Les romans de Stephen King ont connu au cinéma des bonheurs inégaux, mais cette adaptation de "Christine" signée John Carpenter est une réussite sur tous les plans. Le thème en est éminemment faustien. Arnie, un teenager introverti, ignoré par les filles et raillé par ses "camarades" de classe, achète, puis retape une vieille caisse répondant au doux nom de Christine, qu'il se met à chérir comme la petite copine qu'il n'a pas.
Or voilà qu'à sa grande surprise cette Plymouth Fury 1958 à la superbe carrosserie rouge sang, pour remercier Arnie de ses attentions, décide de venir à son secours et se met à persécuter ses tourmenteurs. Mais tout pacte a son revers et Christine, pour peu qu'on lui soit infidèle, peut connaître de terribles crises de jalousie!

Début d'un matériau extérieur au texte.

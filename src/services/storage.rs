/// S3 storage gateway
///
/// Issues time-limited upload and playback URLs and moves artifact bytes for
/// the encode worker and the HLS proxy. Keys are hierarchical:
/// `videos/raw/{id}.mp4`, `videos/hls/{id}/...`, `videos/thumbs/{id}.jpg`.
use crate::config::S3Config;
use crate::error::{AppError, Result};
use aws_sdk_s3::presigning::PresigningConfig;
use aws_sdk_s3::primitives::ByteStream;
use aws_sdk_s3::Client;
use std::path::Path;
use std::time::Duration;
use uuid::Uuid;

pub fn raw_key(video_id: Uuid) -> String {
    format!("videos/raw/{video_id}.mp4")
}

pub fn hls_prefix(video_id: Uuid) -> String {
    format!("videos/hls/{video_id}/")
}

pub fn thumbnail_key(video_id: Uuid) -> String {
    format!("videos/thumbs/{video_id}.jpg")
}

pub fn content_type_for(filename: &str) -> &'static str {
    match Path::new(filename).extension().and_then(|e| e.to_str()) {
        Some("m3u8") => "application/vnd.apple.mpegurl",
        Some("ts") => "video/mp2t",
        Some("jpg") | Some("jpeg") => "image/jpeg",
        Some("mp4") => "video/mp4",
        _ => "application/octet-stream",
    }
}

/// Thin client over the S3 SDK scoped to the service bucket
#[derive(Clone)]
pub struct StorageClient {
    client: Client,
    config: S3Config,
}

impl StorageClient {
    /// Initialize the AWS client from config (explicit credentials when
    /// provided, default chain otherwise; custom endpoint for MinIO)
    pub async fn new(config: S3Config) -> Result<Self> {
        use aws_sdk_s3::config::Region;

        let mut builder = aws_config::defaults(aws_config::BehaviorVersion::latest())
            .region(Region::new(config.region.clone()));

        if let (Some(access_key_id), Some(secret_access_key)) =
            (&config.access_key_id, &config.secret_access_key)
        {
            use aws_sdk_s3::config::Credentials;

            let credentials = Credentials::new(
                access_key_id,
                secret_access_key,
                None,
                None,
                "pawreel_media_s3",
            );
            builder = builder.credentials_provider(credentials);
        }

        if let Some(endpoint) = &config.endpoint {
            builder = builder.endpoint_url(endpoint);
        }

        let aws_config = builder.load().await;
        Ok(Self {
            client: Client::new(&aws_config),
            config,
        })
    }

    /// Presigned PUT URL for a direct client upload
    pub async fn presign_upload(&self, key: &str, ttl: Duration, content_type: &str) -> Result<String> {
        let presigning = PresigningConfig::builder()
            .expires_in(ttl)
            .build()
            .map_err(|e| AppError::Internal(format!("Failed to create presigning config: {e}")))?;

        let request = self
            .client
            .put_object()
            .bucket(&self.config.bucket)
            .key(key)
            .content_type(content_type)
            .presigned(presigning)
            .await
            .map_err(|e| AppError::Storage(format!("Failed to presign upload URL: {e}")))?;

        Ok(request.uri().to_string())
    }

    /// Presigned GET URL for playback artifacts
    pub async fn presign_playback(&self, key: &str, ttl: Duration) -> Result<String> {
        let presigning = PresigningConfig::builder()
            .expires_in(ttl)
            .build()
            .map_err(|e| AppError::Internal(format!("Failed to create presigning config: {e}")))?;

        let request = self
            .client
            .get_object()
            .bucket(&self.config.bucket)
            .key(key)
            .presigned(presigning)
            .await
            .map_err(|e| AppError::Storage(format!("Failed to presign playback URL: {e}")))?;

        Ok(request.uri().to_string())
    }

    /// HeadObject existence check without downloading
    pub async fn object_exists(&self, key: &str) -> Result<bool> {
        match self
            .client
            .head_object()
            .bucket(&self.config.bucket)
            .key(key)
            .send()
            .await
        {
            Ok(_) => Ok(true),
            Err(e) => {
                let msg = e.to_string();
                if msg.contains("404") || msg.contains("NotFound") {
                    Ok(false)
                } else {
                    Err(AppError::Storage(format!("Failed to check object: {e}")))
                }
            }
        }
    }

    pub async fn get_object(&self, key: &str) -> Result<Vec<u8>> {
        let response = self
            .client
            .get_object()
            .bucket(&self.config.bucket)
            .key(key)
            .send()
            .await
            .map_err(|e| {
                let msg = e.to_string();
                if msg.contains("NoSuchKey") || msg.contains("404") {
                    AppError::NotFound(format!("Object not found: {key}"))
                } else {
                    AppError::Storage(format!("Failed to download object: {e}"))
                }
            })?;

        let bytes = response
            .body
            .collect()
            .await
            .map_err(|e| AppError::Storage(format!("Failed to read object body: {e}")))?
            .into_bytes();

        Ok(bytes.to_vec())
    }

    /// Download an object to a local file (staging for the encode worker)
    pub async fn download_to_file(&self, key: &str, local_path: &Path) -> Result<()> {
        let bytes = self.get_object(key).await?;
        tokio::fs::write(local_path, bytes)
            .await
            .map_err(|e| AppError::Storage(format!("Failed to write staged file: {e}")))?;
        Ok(())
    }

    /// Upload a local file (transcoded artifacts are immutable, long cache)
    pub async fn upload_file(&self, local_path: &Path, key: &str, content_type: &str) -> Result<()> {
        let body = ByteStream::from_path(local_path).await.map_err(|e| {
            AppError::Storage(format!("Failed to read {}: {e}", local_path.display()))
        })?;

        self.client
            .put_object()
            .bucket(&self.config.bucket)
            .key(key)
            .body(body)
            .content_type(content_type)
            .cache_control("max-age=31536000")
            .send()
            .await
            .map_err(|e| AppError::Storage(format!("Failed to upload {key}: {e}")))?;

        Ok(())
    }

    pub async fn delete_object(&self, key: &str) -> Result<()> {
        self.client
            .delete_object()
            .bucket(&self.config.bucket)
            .key(key)
            .send()
            .await
            .map_err(|e| AppError::Storage(format!("Failed to delete {key}: {e}")))?;

        Ok(())
    }

    /// Delete every object under a prefix (HLS output directories)
    pub async fn delete_prefix(&self, prefix: &str) -> Result<usize> {
        let mut deleted = 0;
        let mut continuation: Option<String> = None;

        loop {
            let mut request = self
                .client
                .list_objects_v2()
                .bucket(&self.config.bucket)
                .prefix(prefix);
            if let Some(token) = &continuation {
                request = request.continuation_token(token);
            }

            let listing = request
                .send()
                .await
                .map_err(|e| AppError::Storage(format!("Failed to list {prefix}: {e}")))?;

            for object in listing.contents() {
                if let Some(key) = object.key() {
                    self.delete_object(key).await?;
                    deleted += 1;
                }
            }

            match listing.next_continuation_token() {
                Some(token) => continuation = Some(token.to_string()),
                None => break,
            }
        }

        Ok(deleted)
    }

    /// Startup connectivity check; encoding depends entirely on the bucket
    pub async fn health_check(&self) -> Result<()> {
        self.client
            .list_objects_v2()
            .bucket(&self.config.bucket)
            .max_keys(1)
            .send()
            .await
            .map_err(|e| {
                AppError::Storage(format!(
                    "S3 health check failed for bucket {}: {e}",
                    self.config.bucket
                ))
            })?;

        tracing::info!(
            bucket = %self.config.bucket,
            region = %self.config.region,
            "S3 connection validated"
        );
        Ok(())
    }
}

#[cfg(test)]
mod tests {
    use super::*;

    #[test]
    fn test_key_layout() {
        let id = Uuid::nil();
        assert_eq!(
            raw_key(id),
            "videos/raw/00000000-0000-0000-0000-000000000000.mp4"
        );
        assert_eq!(
            hls_prefix(id),
            "videos/hls/00000000-0000-0000-0000-000000000000/"
        );
        assert_eq!(
            thumbnail_key(id),
            "videos/thumbs/00000000-0000-0000-0000-000000000000.jpg"
        );
    }

    #[test]
    fn test_content_types() {
        assert_eq!(content_type_for("master.m3u8"), "application/vnd.apple.mpegurl");
        assert_eq!(content_type_for("480p_001.ts"), "video/mp2t");
        assert_eq!(content_type_for("thumb.jpg"), "image/jpeg");
        assert_eq!(content_type_for("unknown.bin"), "application/octet-stream");
    }
}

Cette histoire, vous l'aurez compris, ne prétend pas au réalisme. Ce qui fait pourtant sa force et sa richesse, c'est que l'élément fantastique, loin d'être gratuit, y est au service d'une peinture passionnante de l'adolescence et de ses problèmes. S'y ajoute de surcroît une critique subtile du culte de l'automobile particulièrement exacerbé dans la société nord-américaine.
Et tout cela est enveloppé, pour ne rien gâcher, dans une mise en scène souple et virtuose qui sait, avec peu de moyens, obtenir de grands effets. Je pense notamment à cette scène incroyable où Christine, après avoir été outragée à coups de barre de fer, se "réveille" peu à peu et retrouve d'elle-même ses rondeurs initiales.
Nul doute que Méliès aurait apprécié ce très joli tour de passe-passe visuel!